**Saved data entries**
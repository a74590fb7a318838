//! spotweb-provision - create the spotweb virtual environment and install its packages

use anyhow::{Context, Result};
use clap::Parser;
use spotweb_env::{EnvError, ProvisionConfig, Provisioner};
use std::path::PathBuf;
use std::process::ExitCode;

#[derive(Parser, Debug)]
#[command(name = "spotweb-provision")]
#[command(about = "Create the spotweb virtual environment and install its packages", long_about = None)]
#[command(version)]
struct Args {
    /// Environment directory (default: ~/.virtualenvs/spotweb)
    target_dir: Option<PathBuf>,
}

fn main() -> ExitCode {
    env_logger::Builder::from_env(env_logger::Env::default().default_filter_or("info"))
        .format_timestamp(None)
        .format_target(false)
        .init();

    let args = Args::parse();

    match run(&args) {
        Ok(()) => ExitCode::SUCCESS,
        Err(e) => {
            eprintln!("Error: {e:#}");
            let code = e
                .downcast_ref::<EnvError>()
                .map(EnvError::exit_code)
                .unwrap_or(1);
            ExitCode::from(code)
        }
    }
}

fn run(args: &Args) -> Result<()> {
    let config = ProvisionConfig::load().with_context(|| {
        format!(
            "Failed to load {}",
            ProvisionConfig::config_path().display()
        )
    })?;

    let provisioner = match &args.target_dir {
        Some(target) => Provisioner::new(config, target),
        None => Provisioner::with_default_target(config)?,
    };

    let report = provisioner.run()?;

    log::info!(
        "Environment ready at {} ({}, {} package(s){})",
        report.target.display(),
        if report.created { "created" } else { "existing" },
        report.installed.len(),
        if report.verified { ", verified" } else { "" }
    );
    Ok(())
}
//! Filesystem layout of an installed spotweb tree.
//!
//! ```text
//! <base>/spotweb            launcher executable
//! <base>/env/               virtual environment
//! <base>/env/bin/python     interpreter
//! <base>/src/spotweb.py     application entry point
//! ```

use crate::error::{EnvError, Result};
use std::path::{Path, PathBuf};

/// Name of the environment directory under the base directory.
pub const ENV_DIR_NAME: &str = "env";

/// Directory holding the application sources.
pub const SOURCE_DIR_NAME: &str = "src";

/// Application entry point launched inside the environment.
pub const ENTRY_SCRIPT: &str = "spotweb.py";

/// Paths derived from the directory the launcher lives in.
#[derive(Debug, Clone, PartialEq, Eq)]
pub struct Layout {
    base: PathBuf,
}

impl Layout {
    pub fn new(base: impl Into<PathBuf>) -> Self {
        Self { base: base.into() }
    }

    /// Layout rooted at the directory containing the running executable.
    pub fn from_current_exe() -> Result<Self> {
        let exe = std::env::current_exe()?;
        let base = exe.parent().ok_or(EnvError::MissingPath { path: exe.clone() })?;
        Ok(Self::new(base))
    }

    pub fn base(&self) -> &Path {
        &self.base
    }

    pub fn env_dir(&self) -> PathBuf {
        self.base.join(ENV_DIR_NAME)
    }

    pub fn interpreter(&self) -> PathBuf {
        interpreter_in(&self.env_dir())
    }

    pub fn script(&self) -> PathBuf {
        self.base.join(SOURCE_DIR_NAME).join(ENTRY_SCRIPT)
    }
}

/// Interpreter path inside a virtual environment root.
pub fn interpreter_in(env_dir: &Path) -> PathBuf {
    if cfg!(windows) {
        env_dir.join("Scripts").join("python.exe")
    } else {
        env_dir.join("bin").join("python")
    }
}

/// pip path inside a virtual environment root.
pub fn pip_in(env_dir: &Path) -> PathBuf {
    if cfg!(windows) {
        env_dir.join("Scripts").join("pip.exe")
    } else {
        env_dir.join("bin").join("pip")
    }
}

**Exercise**
Search the entries above for "EnvError". Show every line that has it.

**Output for this exercise**
use spotweb_env::{EnvError, ProvisionConfig, Provisioner};
                .downcast_ref::<EnvError>()
                .map(EnvError::exit_code)
use crate::error::{EnvError, Result};
        let base = exe.parent().ok_or(EnvError::MissingPath { path: exe.clone() })?;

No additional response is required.